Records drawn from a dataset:
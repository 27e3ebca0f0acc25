use thiserror::Error;

/// Calendar parsing and validation errors
#[derive(Error, Debug)]
pub enum IcalError {
    #[error("Parse error: {0}")]
    ParseError(#[from] crate::parse::ParseError),

    #[error("Validation error: {0}")]
    ValidationError(String),
}

pub type IcalResult<T> = std::result::Result<T, IcalError>;
use anyhow::Result;
use config::Config;
use serde::Deserialize;

#[derive(Debug, Clone, Deserialize)]
pub struct Settings {
    pub database: DatabaseConfig,
    pub server: ServerConfig,
    pub logging: LoggingConfig,
    pub sync: SyncConfig,
    pub webhook: WebhookConfig,
    #[serde(default)]
    pub operator: OperatorConfig,
    pub partner: PartnerConfig,
}

#[derive(Debug, Clone, Deserialize)]
pub struct DatabaseConfig {
    pub url: String,
    pub max_connections: u8,
}

#[derive(Debug, Clone, Deserialize)]
pub struct ServerConfig {
    pub host: String,
    pub port: u16,
    pub serve_origin: Option<String>,
}

impl ServerConfig {
    /// ## Summary
    /// Returns the server address as a string in the format "host:port".
    #[must_use]
    pub fn serve_origin(&self) -> String {
        format!("http://{}:{}", self.host, self.port)
    }

    /// ## Summary
    /// Returns the server origin URL.
    #[must_use]
    pub fn origin(&self) -> String {
        if let Some(origin) = &self.serve_origin {
            origin.clone()
        } else {
            self.serve_origin()
        }
    }
}

#[derive(Debug, Clone, Deserialize)]
pub struct LoggingConfig {
    pub level: String,
}

#[derive(Debug, Clone, Deserialize)]
pub struct SyncConfig {
    /// Upper bound for one source fetch, in seconds.
    pub fetch_timeout_secs: u64,
    /// Duration assigned to feed events that carry no recognizable end.
    pub default_event_duration_minutes: u32,
}

/// Shared-credential pair used by the inbound webhook endpoint.
#[derive(Debug, Clone, Deserialize)]
pub struct WebhookConfig {
    pub username: Option<String>,
    pub password: Option<String>,
    /// Status assigned to bookings created through the webhook:
    /// "confirmed" or "pending".
    pub default_status: String,
}

/// Shared-credential pair for the operator-facing endpoints
/// (manual sync trigger, source management).
#[derive(Debug, Clone, Default, Deserialize)]
pub struct OperatorConfig {
    pub username: Option<String>,
    pub password: Option<String>,
}

#[derive(Debug, Clone, Deserialize)]
pub struct PartnerConfig {
    pub username: Option<String>,
    pub password: Option<String>,
    /// Partner-side product the availability pushes apply to. Pushing is
    /// skipped entirely when unset.
    pub product_id: Option<String>,
    /// Route calls to the sandbox environment instead of production.
    pub sandbox: bool,
    pub sandbox_url: String,
    pub production_url: String,
}

impl Settings {
    /// ## Summary
    /// Loads configuration from `.env` file and environment variables into a `Settings`.
    /// Environment variables take precedence over `.env` file values.
    ///
    /// ## Errors
    /// Returns an error if building the configuration or deserializing it fails.
    pub fn load() -> Result<Self> {
        Ok(Config::builder()
            .set_default("server.host", "0.0.0.0")?
            .set_default("server.port", 8714)?
            .set_default("database.max_connections", 4)?
            .set_default("logging.level", "debug")?
            .set_default("sync.fetch_timeout_secs", 15)?
            .set_default("sync.default_event_duration_minutes", 60)?
            .set_default("webhook.default_status", "confirmed")?
            .set_default("partner.sandbox", true)?
            .set_default(
                "partner.sandbox_url",
                "https://sandbox.suppliers.example.com/api/v1",
            )?
            .set_default(
                "partner.production_url",
                "https://suppliers.example.com/api/v1",
            )?
            // Env file
            .add_source(
                config::Environment::default()
                    .convert_case(config::Case::Snake)
                    .separator("_")
                    .ignore_empty(true)
                    .try_parsing(true),
            )
            // TOML file
            .add_source(config::File::with_name("config.toml").required(false))
            .build()?
            .try_deserialize::<Settings>()?)
    }
}

/// ## Summary
/// Loads configuration from environment variables and `.env` file.
///
/// ## Errors
/// Returns an error if loading or deserializing the configuration fails.
pub fn load_config() -> Result<Settings> {
    dotenvy::dotenv().ok();

    Settings::load()
}
use salvo::writing::Json;
use salvo::{Router, handler};
use serde::Serialize;

#[derive(Debug, Serialize)]
struct Health {
    status: &'static str,
}

#[handler]
async fn liveness() -> Json<Health> {
    Json(Health { status: "ok" })
}

#[must_use]
pub fn routes() -> Router {
    Router::with_path("healthcheck").get(liveness)
}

- _How to complete this task_
The line above containing "deserializing it fails.", the line containing "use salvo::writing::Json;", and every line between them are to be transcribed exactly; no other line is wanted.

- _Output for this exercise_
    /// Returns an error if building the configuration or deserializing it fails.
    pub fn load() -> Result<Self> {
        Ok(Config::builder()
            .set_default("server.host", "0.0.0.0")?
            .set_default("server.port", 8714)?
            .set_default("database.max_connections", 4)?
            .set_default("logging.level", "debug")?
            .set_default("sync.fetch_timeout_secs", 15)?
            .set_default("sync.default_event_duration_minutes", 60)?
            .set_default("webhook.default_status", "confirmed")?
            .set_default("partner.sandbox", true)?
            .set_default(
                "partner.sandbox_url",
                "https://sandbox.suppliers.example.com/api/v1",
            )?
            .set_default(
                "partner.production_url",
                "https://suppliers.example.com/api/v1",
            )?
            // Env file
            .add_source(
                config::Environment::default()
                    .convert_case(config::Case::Snake)
                    .separator("_")
                    .ignore_empty(true)
                    .try_parsing(true),
            )
            // TOML file
            .add_source(config::File::with_name("config.toml").required(false))
            .build()?
            .try_deserialize::<Settings>()?)
    }
}

/// ## Summary
/// Loads configuration from environment variables and `.env` file.
///
/// ## Errors
/// Returns an error if loading or deserializing the configuration fails.
pub fn load_config() -> Result<Settings> {
    dotenvy::dotenv().ok();

    Settings::load()
}
use salvo::writing::Json;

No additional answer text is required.